# INPUT:
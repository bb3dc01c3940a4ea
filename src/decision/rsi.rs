//! Relative-strength demo engine: buys oversold windows, sells overbought ones.

use super::momentum::{price_change, MomentumSource};
use super::{Decision, DecisionError, DecisionSource};
use crate::domain::{Action, AssetId, Decimal};
use crate::engine::stats::to_f64s;
use async_trait::async_trait;

#[derive(Debug, Clone)]
pub struct RsiSource {
    period: usize,
    oversold: f64,
    overbought: f64,
    labeler: MomentumSource,
}

impl Default for RsiSource {
    fn default() -> Self {
        Self {
            period: 14,
            oversold: 30.0,
            overbought: 70.0,
            labeler: MomentumSource::default(),
        }
    }
}

impl RsiSource {
    pub fn evaluate(&self, prices: &[Decimal]) -> Decision {
        let regime = self.labeler.regime_for(price_change(prices).unwrap_or(0.0));
        let Some(rsi) = rsi(prices, self.period) else {
            return Decision {
                action: Action::Hold,
                confidence: 0.5,
                regime,
                risk_score: 0.5,
                reason: "insufficient price history for RSI".to_string(),
            };
        };

        let action = if rsi < self.oversold {
            Action::Buy
        } else if rsi > self.overbought {
            Action::Sell
        } else {
            Action::Hold
        };
        let confidence = if action == Action::Hold { 0.5 } else { 0.6 };

        Decision {
            action,
            confidence,
            regime,
            risk_score: ((rsi - 50.0).abs() / 50.0).min(1.0),
            reason: format!("RSI({}) = {:.1}", self.period, rsi),
        }
    }
}

/// Simple-average RSI over the last `period` price changes.
pub fn rsi(prices: &[Decimal], period: usize) -> Option<f64> {
    if period == 0 || prices.len() < period + 1 {
        return None;
    }
    let tail = to_f64s(&prices[prices.len() - (period + 1)..]);
    let (gains, losses) = tail.windows(2).fold((0.0, 0.0), |(g, l), w| {
        let delta = w[1] - w[0];
        if delta > 0.0 {
            (g + delta, l)
        } else {
            (g, l - delta)
        }
    });

    if losses == 0.0 {
        return Some(if gains == 0.0 { 50.0 } else { 100.0 });
    }
    let rs = gains / losses;
    Some(100.0 - 100.0 / (1.0 + rs))
}

#[async_trait]
impl DecisionSource for RsiSource {
    async fn decide(
        &self,
        _asset: &AssetId,
        prices: &[Decimal],
        _volumes: Option<&[Decimal]>,
    ) -> Result<Decision, DecisionError> {
        Ok(self.evaluate(prices))
    }
}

# ACTIVITY:
Start with the first line of the data and print every line exactly. The line containing "risk_score: ((rsi - 50.0).abs()" is the last one to include.

# RESULT FOR THIS TASK:
repository bb3dc01c3940a4ea
filename src/decision/rsi.rs
//! Relative-strength demo engine: buys oversold windows, sells overbought ones.

use super::momentum::{price_change, MomentumSource};
use super::{Decision, DecisionError, DecisionSource};
use crate::domain::{Action, AssetId, Decimal};
use crate::engine::stats::to_f64s;
use async_trait::async_trait;

#[derive(Debug, Clone)]
pub struct RsiSource {
    period: usize,
    oversold: f64,
    overbought: f64,
    labeler: MomentumSource,
}

impl Default for RsiSource {
    fn default() -> Self {
        Self {
            period: 14,
            oversold: 30.0,
            overbought: 70.0,
            labeler: MomentumSource::default(),
        }
    }
}

impl RsiSource {
    pub fn evaluate(&self, prices: &[Decimal]) -> Decision {
        let regime = self.labeler.regime_for(price_change(prices).unwrap_or(0.0));
        let Some(rsi) = rsi(prices, self.period) else {
            return Decision {
                action: Action::Hold,
                confidence: 0.5,
                regime,
                risk_score: 0.5,
                reason: "insufficient price history for RSI".to_string(),
            };
        };

        let action = if rsi < self.oversold {
            Action::Buy
        } else if rsi > self.overbought {
            Action::Sell
        } else {
            Action::Hold
        };
        let confidence = if action == Action::Hold { 0.5 } else { 0.6 };

        Decision {
            action,
            confidence,
            regime,
            risk_score: ((rsi - 50.0).abs() / 50.0).min(1.0),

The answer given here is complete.